Shaggy: Tá tranqüilo, Vel, eu pego um pouco do dinheiro da reserva que eu fiz para o passe de batalha do Valorant…

Quando eu ia começar a falar sobre outro assunto aleatório, Scooby-Doo se cansou de correr e se deitou no chão para mastigar as chaves. Shaggy se desesperou, despediu-se rapidamente e disparou em direção ao cachorro, que voltou a fugir de seu tutor com alegria. Não precisei andar muito para chegar até o meu prédio, nem precisei chegar até minha casa para falar com a minha noiva. Ao passar pelo portão, Marcie me aguardava no Hall com a cara de “eu fiz algum tipo de merda e estou aqui para me desculpar” que eu conheço muito bem.

Marcie: Querida, que bom que você chegou! Eu precisava tanto falar com você…

Marcie me abraçou superficialmente e rapidamente. Eu retribuí o gesto da mesma maneira, aguardando que ela explicasse logo o que estava ocorrendo. Porém, como em todas as vezes que ela quer se justificar por ter feito algo que ela sabe que não irá me agradar, ela não foi objetiva. Enquanto subíamos as escadas, ela iniciou uma conversa confusa falando sobre cartões magnéticos, comentou sobre sua experiência como publicitária, retomou a questão dos cartões revelando que montou um projeto de fazer cartões ecologicamente inofensivos… mas eu só entendi o sentido da conversa quando abri a porta do apartamento e encontrei centenas de cartões magnéticos (feitos de papel reciclado) com o logo do parque de diversões que a família Fleach mantém em Orlando, FL.

Velma: Marce, o que significa isso? Por que você ainda não arrumou suas malas? Partimos amanhã de manhã!

Marcie: Vel, me desculpe, eu comecei um projeto publicitário para o parque dos meus pais e terei que desistir de nossas férias… papai ligou pedindo ajuda e eu não pude recusar! Eles podem falir, Velma!

A família Fleach tenta não falir há anos. Obviamente, devido ao fato de que manter um parque de diversões itinerante (com brinquedos da década de 70 com funcionamento duvidoso) em uma cidade como Orlando, FL não é uma ideia muito inteligente. E, também, devido aos delírios de sucesso do Sr. Fleach (motivados por livros ruins de coaches financeiros), que gasta o dobro do que arrecada acreditando que um dia será o novo Walt Disney. Eu juro que procurei palavras para enfrentar Marcie, mas não as encontrei. Algumas perguntas surgiram em minha mente (eles irão te pagar para você trabalhar para eles? Seu trabalho será um sucesso? Seu pai pode pagar por centenas de cartões magnéticos recicláveis? Cartões coloridos convencem clientes a pagar para correr risco de vida em brinquedos que usam gordura de porco como lubrificante?), mas eu não perdi tempo em verbalizá-las. Afinal, eu já sabia a resposta de todas elas.

Velma: Marcie Michelle Fleach, eu me recuso a acreditar no que você acabou de me dizer…

Marcie: Velma… escute…

Velma: Eu me recuso a escutar, Marcie! Tem ideia de quão egoísta é essa decisão? E por que eu sou a última a saber, no último minuto?
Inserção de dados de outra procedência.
use config::{Config, ConfigError, Environment, File};
use serde::Deserialize;
use std::path::Path;
use crate::core::AssignmentStrategy;

/// Application configuration
#[derive(Debug, Clone, Deserialize)]
pub struct Settings {
    pub server: ServerSettings,
    pub supabase: SupabaseSettings,
    #[serde(default)]
    pub tables: TableSettings,
    #[serde(default)]
    pub assignment: AssignmentSettings,
    #[serde(default)]
    pub logging: LoggingSettings,
}

#[derive(Debug, Clone, Deserialize)]
pub struct ServerSettings {
    pub host: String,
    pub port: u16,
    pub workers: Option<usize>,
}

#[derive(Debug, Clone, Deserialize)]
pub struct SupabaseSettings {
    pub url: String,
    pub api_key: String,
    /// When set, session tokens are verified locally instead of via the auth API
    #[serde(default)]
    pub jwt_secret: Option<String>,
    pub timeout_secs: Option<u64>,
}

#[derive(Debug, Clone, Deserialize)]
pub struct TableSettings {
    #[serde(default = "default_groups_table")]
    pub groups: String,
    #[serde(default = "default_group_members_table")]
    pub group_members: String,
    #[serde(default = "default_profiles_table")]
    pub profiles: String,
    #[serde(default = "default_wishlist_items_table")]
    pub wishlist_items: String,
}

impl Default for TableSettings {
    fn default() -> Self {
        Self {
            groups: default_groups_table(),
            group_members: default_group_members_table(),
            profiles: default_profiles_table(),
            wishlist_items: default_wishlist_items_table(),
        }
    }
}

fn default_groups_table() -> String { "groups".to_string() }
fn default_group_members_table() -> String { "group_members".to_string() }
fn default_profiles_table() -> String { "profiles".to_string() }
fn default_wishlist_items_table() -> String { "wishlist_items".to_string() }

#[derive(Debug, Clone, Deserialize)]
pub struct AssignmentSettings {
    #[serde(default)]
    pub strategy: AssignmentStrategy,
    #[serde(default = "default_max_attempts")]
    pub max_attempts: u32,
}

impl Default for AssignmentSettings {
    fn default() -> Self {
        Self {
            strategy: AssignmentStrategy::default(),
            max_attempts: default_max_attempts(),
        }
    }
}

fn default_max_attempts() -> u32 { 64 }

#[derive(Debug, Clone, Deserialize)]
pub struct LoggingSettings {
    #[serde(default = "default_log_level")]
    pub level: String,
    #[serde(default = "default_log_format")]
    pub format: String,
}

impl Default for LoggingSettings {
    fn default() -> Self {
        Self {
            level: default_log_level(),
            format: default_log_format(),
        }
    }
}

fn default_log_level() -> String { "info".to_string() }
fn default_log_format() -> String { "json".to_string() }

impl Settings {
    /// Load configuration from file and environment variables
    ///
    /// Configuration is loaded in the following order (later overrides earlier):
    /// 1. Default values in the struct
    /// 2. Configuration file (config/default.toml)
    /// 3. Local overrides (config/local.toml)
    /// 4. Environment variables (prefixed with SANTA__)
    /// 5. SUPABASE_URL, SUPABASE_SERVICE_ROLE_KEY, SUPABASE_JWT_SECRET
    pub fn load() -> Result<Self, ConfigError> {
        let mut settings = Config::builder()
            .add_source(File::with_name("config/default").required(false))
            .add_source(File::with_name("config/local").required(false))
            // e.g., SANTA__SERVER__PORT -> server.port
            .add_source(
                Environment::with_prefix("SANTA")
                    .prefix_separator("__")
                    .separator("__")
                    .try_parsing(true),
            )
            .build()?;

        settings = substitute_env_vars(settings)?;

        settings.try_deserialize()
    }

    /// Load configuration from a custom path
    pub fn load_from<P: AsRef<Path>>(path: P) -> Result<Self, ConfigError> {
        let settings = Config::builder()
            .add_source(File::from(path.as_ref()))
            .add_source(
                Environment::with_prefix("SANTA")
                    .prefix_separator("__")
                    .separator("__")
                    .try_parsing(true),
            )
            .build()?;

        settings.try_deserialize()
    }
}

/// Apply the hosted backend's conventional environment variables on top
fn substitute_env_vars(settings: Config) -> Result<Config, ConfigError> {
    use std::env;

    let mut builder = Config::builder().add_source(settings);

    // Empty values (e.g. blank lines in .env) leave the file settings alone
    let var = |name: &str| env::var(name).ok().filter(|v| !v.trim().is_empty());

    if let Some(url) = var("SUPABASE_URL") {
        builder = builder.set_override("supabase.url", url)?;
    }
    if let Some(key) = var("SUPABASE_SERVICE_ROLE_KEY") {
        builder = builder.set_override("supabase.api_key", key)?;
    }
    if let Some(secret) = var("SUPABASE_JWT_SECRET") {
        builder = builder.set_override("supabase.jwt_secret", secret)?;
    }

    builder.build()
}

#[cfg(test)]
mod tests {
    use super::*;

    #[test]
    fn test_defaults_from_minimal_file() {
        let settings: Settings = toml::from_str(
            r#"
            [server]
            host = "127.0.0.1"
            port = 8080

            [supabase]
            url = "https://project.supabase.co"
            api_key = "service-key"
            "#,
        )
        .unwrap();

        assert_eq!(settings.tables.group_members, "group_members");
        assert_eq!(settings.tables.wishlist_items, "wishlist_items");
        assert_eq!(settings.assignment.strategy, AssignmentStrategy::Derangement);
        assert_eq!(settings.assignment.max_attempts, 64);
        assert_eq!(settings.logging.level, "info");
        assert_eq!(settings.logging.format, "json");
        assert!(settings.supabase.jwt_secret.is_none());
    }

    #[test]
    fn test_strategy_from_file() {
        let settings: Settings = toml::from_str(
            r#"
            [server]
            host = "0.0.0.0"
            port = 9000

            [supabase]
            url = "https://project.supabase.co"
            api_key = "service-key"

            [assignment]
            strategy = "swap_repair"
            max_attempts = 8
            "#,
        )
        .unwrap();

        assert_eq!(settings.assignment.strategy, AssignmentStrategy::SwapRepair);
        assert_eq!(settings.assignment.max_attempts, 8);
    }
}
Marcie: Você não é a última a saber!

Velma: Não importa! Você deveria ter me consultado antes, não acha? Sequer passou na sua cabeça que eu deveria ter sido consultada sobre como eu deveria passar as minhas merecidas férias? Eu trabalho como uma louca, Marce, sequer levo crédito pelo meu trabalho, no dia-a-dia nós quase não nos vemos, estamos sempre nos dedicando às nossas carreiras, e o único momento em que poderíamos ficar juntas você…você…combina de passar as férias nos trailers imundos dos seus pais? Como que você espera que eu reaja a tudo isso?
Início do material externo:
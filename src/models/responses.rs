use serde::{Deserialize, Serialize};
use crate::models::domain::{AssignmentSet, Group, GroupMember, Profile, WishlistItem};

/// Response for the assignment preview endpoint
#[derive(Debug, Clone, Serialize, Deserialize)]
pub struct GenerateAssignmentsResponse {
    pub assignments: AssignmentSet,
    pub strategy: String,
}

/// Group with its members
#[derive(Debug, Clone, Serialize, Deserialize)]
pub struct GroupDetailResponse {
    pub group: Group,
    pub members: Vec<GroupMember>,
    pub is_creator: bool,
}

/// Result of persisting assignments for a group
#[derive(Debug, Clone, Serialize, Deserialize)]
pub struct CreateAssignmentsResponse {
    pub group_id: String,
    pub assignments_created: usize,
    pub assignment_completed: bool,
}

/// The caller's own assignment within a group
#[derive(Debug, Clone, Serialize, Deserialize)]
pub struct MyAssignmentResponse {
    pub assignment_completed: bool,
    pub receiver: Option<Profile>,
}

/// A member's wishlist within a group
#[derive(Debug, Clone, Serialize, Deserialize)]
pub struct WishlistResponse {
    pub owner: Option<Profile>,
    pub is_own_wishlist: bool,
    pub items: Vec<WishlistItem>,
}

/// Health check response
#[derive(Debug, Clone, Serialize, Deserialize)]
pub struct HealthResponse {
    pub status: String,
    pub version: String,
    pub timestamp: chrono::DateTime<chrono::Utc>,
}

/// Error response
#[derive(Debug, Clone, Serialize, Deserialize)]
pub struct ErrorResponse {
    pub error: String,
    pub message: String,
    pub status_code: u16,
}
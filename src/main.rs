use actix_cors::Cors;
use actix_web::{web, App, HttpServer, HttpResponse, middleware, error, http::StatusCode};
use secret_santa::config::{LoggingSettings, Settings};
use secret_santa::core::AssignmentGenerator;
use secret_santa::routes::{self, AppState};
use secret_santa::services::{ExchangeService, SessionVerifier, SupabaseClient, SupabaseTables};
use std::sync::Arc;
use std::time::Duration;
use tracing::{info, error};
use tracing_subscriber::EnvFilter;

/// JSON error response for JSON payload errors
#[derive(Debug, serde::Serialize)]
pub struct JsonError {
    pub error: String,
    pub message: String,
    pub status_code: u16,
}

impl std::fmt::Display for JsonError {
    fn fmt(&self, f: &mut std::fmt::Formatter<'_>) -> std::fmt::Result {
        write!(f, "{}: {}", self.error, self.message)
    }
}

impl std::error::Error for JsonError {}

impl error::ResponseError for JsonError {
    fn error_response(&self) -> HttpResponse {
        HttpResponse::build(StatusCode::from_u16(self.status_code).unwrap_or(StatusCode::BAD_REQUEST))
            .json(self)
    }
}

/// Handle JSON payload errors
pub fn handle_json_payload_error(err: error::JsonPayloadError, req: &actix_web::HttpRequest) -> actix_web::Error {
    tracing::info!("JSON payload error on {}: {}", req.path(), err);
    JsonError {
        error: "invalid_json".to_string(),
        message: format!("Invalid JSON: {}", err),
        status_code: 400,
    }
    .into()
}

/// Handle path parameter errors
pub fn handle_path_error(err: error::PathError, _req: &actix_web::HttpRequest) -> actix_web::Error {
    JsonError {
        error: "invalid_path".to_string(),
        message: format!("Invalid path: {}", err),
        status_code: 400,
    }
    .into()
}

/// Initialize logging; LOG_LEVEL and LOG_FORMAT override the config file
fn init_logging(logging: &LoggingSettings) {
    let log_level = std::env::var("LOG_LEVEL").unwrap_or_else(|_| logging.level.clone());
    let log_format = std::env::var("LOG_FORMAT").unwrap_or_else(|_| logging.format.clone());

    let filter = EnvFilter::try_from_default_env().unwrap_or_else(|_| EnvFilter::new(&log_level));

    let subscriber = tracing_subscriber::fmt()
        .with_env_filter(filter)
        .with_target(false)
        .with_level(true);

    if log_format == "pretty" {
        subscriber.pretty().init();
    } else {
        subscriber.json().init();
    }
}

#[actix_web::main]
async fn main() -> std::io::Result<()> {
    // Load .env file if present
    dotenv::dotenv().ok();

    // Logging depends on settings, so configuration errors go to stderr
    let settings = Settings::load().map_err(|e| {
        eprintln!("Failed to load configuration: {}", e);
        std::io::Error::new(std::io::ErrorKind::InvalidInput, e.to_string())
    })?;

    init_logging(&settings.logging);

    info!("Starting Secret Santa service...");

    let tables = SupabaseTables {
        groups: settings.tables.groups.clone(),
        group_members: settings.tables.group_members.clone(),
        profiles: settings.tables.profiles.clone(),
        wishlist_items: settings.tables.wishlist_items.clone(),
    };

    let timeout = Duration::from_secs(settings.supabase.timeout_secs.unwrap_or(30));

    let supabase = Arc::new(
        SupabaseClient::new(
            settings.supabase.url.clone(),
            settings.supabase.api_key.clone(),
            tables,
            timeout,
        )
        .map_err(|e| {
            error!("Failed to create backend client: {}", e);
            std::io::Error::new(std::io::ErrorKind::Other, e.to_string())
        })?,
    );

    info!("Backend client initialized for {}", supabase.base_url());

    let sessions = Arc::new(SessionVerifier::new(
        settings.supabase.jwt_secret.as_deref(),
        Arc::clone(&supabase),
    ));

    if settings.supabase.jwt_secret.is_some() {
        info!("Session tokens verified locally");
    } else {
        info!("Session tokens verified through the auth API");
    }

    let generator = AssignmentGenerator::new(
        settings.assignment.strategy,
        settings.assignment.max_attempts,
    );

    info!(
        "Assignment generator initialized (strategy: {}, max attempts: {})",
        settings.assignment.strategy,
        settings.assignment.max_attempts
    );

    let app_state = AppState {
        supabase: Arc::clone(&supabase),
        sessions,
        exchange: ExchangeService::new(supabase, generator),
    };

    // Configure HTTP server
    let host = settings.server.host.clone();
    let port = settings.server.port;
    let workers = settings.server.workers.unwrap_or(4);

    info!("Starting HTTP server on {}:{}", host, port);

    HttpServer::new(move || {
        let cors = Cors::permissive();

        App::new()
            .app_data(web::Data::new(app_state.clone()))
            .app_data(web::JsonConfig::default().error_handler(handle_json_payload_error))
            .app_data(web::PathConfig::default().error_handler(handle_path_error))
            .wrap(cors)
            .wrap(middleware::Logger::default())
            .wrap(middleware::Compress::default())
            .configure(routes::configure_routes)
    })
    .workers(workers)
    .bind((host, port))?
    .run()
    .await
}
Marcie: Eu espero que a mulher que me ama me entenda! Apenas isso! Quão egoísta é exigir que eu me divirta enquanto meus pais estão à beira da falência, sem conseguir comprar seus próprios remédios?
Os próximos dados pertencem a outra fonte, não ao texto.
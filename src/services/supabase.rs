use crate::models::{AuthUser, Group, GroupMember, NewWishlistItem, Profile, WishlistItem};
use reqwest::{Client, Method, RequestBuilder, Response};
use serde::de::DeserializeOwned;
use serde::Serialize;
use serde_json::{json, Value};
use std::time::Duration;
use thiserror::Error;

/// Postgres error code for unique constraint violations
const UNIQUE_VIOLATION: &str = "23505";

const MEMBER_SELECT: &str = "*,profiles:user_id(id,full_name,is_child)";

/// Errors that can occur when interacting with the hosted backend
#[derive(Debug, Error)]
pub enum SupabaseError {
    #[error("HTTP request failed: {0}")]
    RequestError(#[from] reqwest::Error),

    #[error("API returned {status}: {message}")]
    ApiError {
        status: u16,
        code: Option<String>,
        message: String,
    },

    #[error("Not found: {0}")]
    NotFound(String),

    #[error("Unauthorized: invalid API key or token")]
    Unauthorized,

    #[error("Invalid response format: {0}")]
    InvalidResponse(String),
}

impl SupabaseError {
    /// True when the backend rejected a write because the row already exists
    pub fn is_duplicate(&self) -> bool {
        match self {
            SupabaseError::ApiError { code, message, .. } => {
                code.as_deref() == Some(UNIQUE_VIOLATION) || message.contains("duplicate")
            }
            _ => false,
        }
    }
}

/// Table names in the hosted database
#[derive(Debug, Clone)]
pub struct SupabaseTables {
    pub groups: String,
    pub group_members: String,
    pub profiles: String,
    pub wishlist_items: String,
}

impl Default for SupabaseTables {
    fn default() -> Self {
        Self {
            groups: "groups".to_string(),
            group_members: "group_members".to_string(),
            profiles: "profiles".to_string(),
            wishlist_items: "wishlist_items".to_string(),
        }
    }
}

/// Client for the hosted table and auth APIs
///
/// Table access goes through the PostgREST dialect (`/rest/v1/{table}` with
/// `column=eq.value` filters) using the service key. Session lookups go to
/// `/auth/v1/user` with the caller's own token.
pub struct SupabaseClient {
    base_url: String,
    api_key: String,
    client: Client,
    tables: SupabaseTables,
}

impl SupabaseClient {
    /// Create a new client
    pub fn new(
        base_url: String,
        api_key: String,
        tables: SupabaseTables,
        timeout: Duration,
    ) -> Result<Self, SupabaseError> {
        let client = Client::builder().timeout(timeout).build()?;

        Ok(Self {
            base_url: base_url.trim_end_matches('/').to_string(),
            api_key,
            client,
            tables,
        })
    }

    pub fn base_url(&self) -> &str {
        &self.base_url
    }

    fn table_url(&self, table: &str, params: &[(&str, String)]) -> String {
        let url = format!("{}/rest/v1/{}", self.base_url, table);
        if params.is_empty() {
            return url;
        }

        let query = params
            .iter()
            .map(|(key, value)| format!("{}={}", key, urlencoding::encode(value)))
            .collect::<Vec<_>>()
            .join("&");

        format!("{}?{}", url, query)
    }

    fn request(&self, method: Method, url: &str) -> RequestBuilder {
        self.client
            .request(method, url)
            .header("apikey", &self.api_key)
            .header("Authorization", format!("Bearer {}", self.api_key))
    }

    /// Turn non-success responses into typed errors
    async fn check(response: Response) -> Result<Response, SupabaseError> {
        let status = response.status();
        if status.is_success() {
            return Ok(response);
        }

        if status.as_u16() == 401 || status.as_u16() == 403 {
            return Err(SupabaseError::Unauthorized);
        }

        let body = response.text().await.unwrap_or_default();
        let parsed: Option<Value> = serde_json::from_str(&body).ok();
        let code = parsed
            .as_ref()
            .and_then(|v| v.get("code"))
            .and_then(|c| c.as_str())
            .map(str::to_string);
        let message = parsed
            .as_ref()
            .and_then(|v| v.get("message").or_else(|| v.get("msg")))
            .and_then(|m| m.as_str())
            .map(str::to_string)
            .unwrap_or(body);

        Err(SupabaseError::ApiError {
            status: status.as_u16(),
            code,
            message,
        })
    }

    async fn select<T: DeserializeOwned>(
        &self,
        table: &str,
        params: &[(&str, String)],
    ) -> Result<Vec<T>, SupabaseError> {
        let url = self.table_url(table, params);
        tracing::debug!("Selecting from: {}", url);

        let response = self.request(Method::GET, &url).send().await?;
        let response = Self::check(response).await?;

        let json: Value = response.json().await?;
        serde_json::from_value(json)
            .map_err(|e| SupabaseError::InvalidResponse(format!("Failed to parse {} rows: {}", table, e)))
    }

    async fn select_one<T: DeserializeOwned>(
        &self,
        table: &str,
        params: &[(&str, String)],
        what: &str,
    ) -> Result<T, SupabaseError> {
        let mut params = params.to_vec();
        params.push(("limit", "1".to_string()));

        self.select(table, &params)
            .await?
            .into_iter()
            .next()
            .ok_or_else(|| SupabaseError::NotFound(what.to_string()))
    }

    async fn insert<B: Serialize, T: DeserializeOwned>(
        &self,
        table: &str,
        body: &B,
    ) -> Result<T, SupabaseError> {
        let url = self.table_url(table, &[]);

        let response = self
            .request(Method::POST, &url)
            .header("Prefer", "return=representation")
            .json(body)
            .send()
            .await?;
        let response = Self::check(response).await?;

        let json: Value = response.json().await?;
        // PostgREST returns the inserted rows as an array
        let row = match json {
            Value::Array(rows) => rows.into_iter().next().ok_or_else(|| {
                SupabaseError::InvalidResponse(format!("Insert into {} returned no rows", table))
            })?,
            other => other,
        };

        serde_json::from_value(row)
            .map_err(|e| SupabaseError::InvalidResponse(format!("Failed to parse inserted {} row: {}", table, e)))
    }

    async fn update<B: Serialize>(
        &self,
        table: &str,
        params: &[(&str, String)],
        body: &B,
    ) -> Result<(), SupabaseError> {
        let url = self.table_url(table, params);

        let response = self
            .request(Method::PATCH, &url)
            .header("Prefer", "return=minimal")
            .json(body)
            .send()
            .await?;
        Self::check(response).await?;

        Ok(())
    }

    async fn delete(&self, table: &str, params: &[(&str, String)]) -> Result<(), SupabaseError> {
        let url = self.table_url(table, params);

        let response = self.request(Method::DELETE, &url).send().await?;
        Self::check(response).await?;

        Ok(())
    }

    /// Fetch a group by id
    pub async fn get_group(&self, group_id: &str) -> Result<Group, SupabaseError> {
        self.select_one(
            &self.tables.groups,
            &[("select", "*".to_string()), ("id", eq(group_id))],
            &format!("group {}", group_id),
        )
        .await
    }

    /// Groups the user belongs to, newest first
    pub async fn list_groups_for_user(&self, user_id: &str) -> Result<Vec<Group>, SupabaseError> {
        let memberships: Vec<Value> = self
            .select(
                &self.tables.group_members,
                &[("select", "group_id".to_string()), ("user_id", eq(user_id))],
            )
            .await?;

        let group_ids: Vec<&str> = memberships
            .iter()
            .filter_map(|m| m.get("group_id").and_then(|g| g.as_str()))
            .collect();

        if group_ids.is_empty() {
            return Ok(vec![]);
        }

        let id_list = group_ids
            .iter()
            .map(|id| format!("\"{}\"", id))
            .collect::<Vec<_>>()
            .join(",");

        self.select(
            &self.tables.groups,
            &[
                ("select", "*".to_string()),
                ("id", format!("in.({})", id_list)),
                ("order", "created_at.desc".to_string()),
            ],
        )
        .await
    }

    /// Insert a group owned by `created_by`
    pub async fn create_group(
        &self,
        name: &str,
        description: Option<&str>,
        created_by: &str,
    ) -> Result<Group, SupabaseError> {
        let body = json!({
            "name": name,
            "description": description,
            "created_by": created_by,
        });

        let group: Group = self.insert(&self.tables.groups, &body).await?;
        tracing::debug!("Created group {} for {}", group.id, created_by);

        Ok(group)
    }

    /// All memberships of a group joined with their profiles
    pub async fn list_group_members(&self, group_id: &str) -> Result<Vec<GroupMember>, SupabaseError> {
        self.select(
            &self.tables.group_members,
            &[("select", MEMBER_SELECT.to_string()), ("group_id", eq(group_id))],
        )
        .await
    }

    /// Membership row of a user in a group, if any
    pub async fn get_membership(
        &self,
        group_id: &str,
        user_id: &str,
    ) -> Result<Option<GroupMember>, SupabaseError> {
        let rows: Vec<GroupMember> = self
            .select(
                &self.tables.group_members,
                &[
                    ("select", MEMBER_SELECT.to_string()),
                    ("group_id", eq(group_id)),
                    ("user_id", eq(user_id)),
                    ("limit", "1".to_string()),
                ],
            )
            .await?;

        Ok(rows.into_iter().next())
    }

    pub async fn add_group_member(&self, group_id: &str, user_id: &str) -> Result<GroupMember, SupabaseError> {
        let body = json!({ "group_id": group_id, "user_id": user_id });
        self.insert(&self.tables.group_members, &body).await
    }

    pub async fn insert_profile(&self, profile: &Profile) -> Result<Profile, SupabaseError> {
        self.insert(&self.tables.profiles, profile).await
    }

    pub async fn get_profile(&self, user_id: &str) -> Result<Profile, SupabaseError> {
        self.select_one(
            &self.tables.profiles,
            &[("select", "id,full_name,is_child".to_string()), ("id", eq(user_id))],
            &format!("profile {}", user_id),
        )
        .await
    }

    /// Write the receiver for one membership row
    pub async fn update_member_assignment(
        &self,
        membership_id: &str,
        receiver_id: &str,
    ) -> Result<(), SupabaseError> {
        self.update(
            &self.tables.group_members,
            &[("id", eq(membership_id))],
            &json!({ "assigned_to": receiver_id }),
        )
        .await
    }

    pub async fn mark_assignment_completed(&self, group_id: &str) -> Result<(), SupabaseError> {
        self.update(
            &self.tables.groups,
            &[("id", eq(group_id))],
            &json!({ "assignment_completed": true }),
        )
        .await
    }

    /// A member's wishlist in a group, newest first
    pub async fn list_wishlist_items(
        &self,
        group_id: &str,
        user_id: &str,
    ) -> Result<Vec<WishlistItem>, SupabaseError> {
        self.select(
            &self.tables.wishlist_items,
            &[
                ("select", "*".to_string()),
                ("group_id", eq(group_id)),
                ("user_id", eq(user_id)),
                ("order", "created_at.desc".to_string()),
            ],
        )
        .await
    }

    pub async fn get_wishlist_item(&self, item_id: &str) -> Result<WishlistItem, SupabaseError> {
        self.select_one(
            &self.tables.wishlist_items,
            &[("select", "*".to_string()), ("id", eq(item_id))],
            &format!("wishlist item {}", item_id),
        )
        .await
    }

    pub async fn insert_wishlist_item(&self, item: &NewWishlistItem) -> Result<WishlistItem, SupabaseError> {
        self.insert(&self.tables.wishlist_items, item).await
    }

    pub async fn delete_wishlist_item(&self, item_id: &str) -> Result<(), SupabaseError> {
        self.delete(&self.tables.wishlist_items, &[("id", eq(item_id))]).await
    }

    pub async fn set_item_purchased(&self, item_id: &str, purchased: bool) -> Result<(), SupabaseError> {
        self.update(
            &self.tables.wishlist_items,
            &[("id", eq(item_id))],
            &json!({ "purchased": purchased }),
        )
        .await
    }

    /// Resolve a session token to its user through the auth API
    pub async fn get_user(&self, access_token: &str) -> Result<AuthUser, SupabaseError> {
        let url = format!("{}/auth/v1/user", self.base_url);

        let response = self
            .client
            .get(&url)
            .header("apikey", &self.api_key)
            .header("Authorization", format!("Bearer {}", access_token))
            .send()
            .await?;
        let response = Self::check(response).await?;

        response
            .json::<AuthUser>()
            .await
            .map_err(|e| SupabaseError::InvalidResponse(format!("Failed to parse user: {}", e)))
    }

    /// Health check against the auth service
    pub async fn health_check(&self) -> Result<bool, SupabaseError> {
        let url = format!("{}/auth/v1/health", self.base_url);

        let response = self
            .client
            .get(&url)
            .header("apikey", &self.api_key)
            .send()
            .await?;

        Ok(response.status().is_success())
    }
}

fn eq(value: &str) -> String {
    format!("eq.{}", value)
}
Velma: Tão egoísta quanto usar o amor que eu sinto por você como uma forma de me manipular a favor de suas decisões!

E assim nos arrastamos por horas. Entre acusações e desgaste emocional, a discussão durou até vinte minutos antes do horário combinado com a turma no tal restaurante. Eu me arrumei rapidamente – bem longe dela, porque não suportava sequer olhar na cara dela – e pretendia ir sozinha, mas fui surpreendida ao perceber que ela também havia se arrumado e estava me esperando na porta.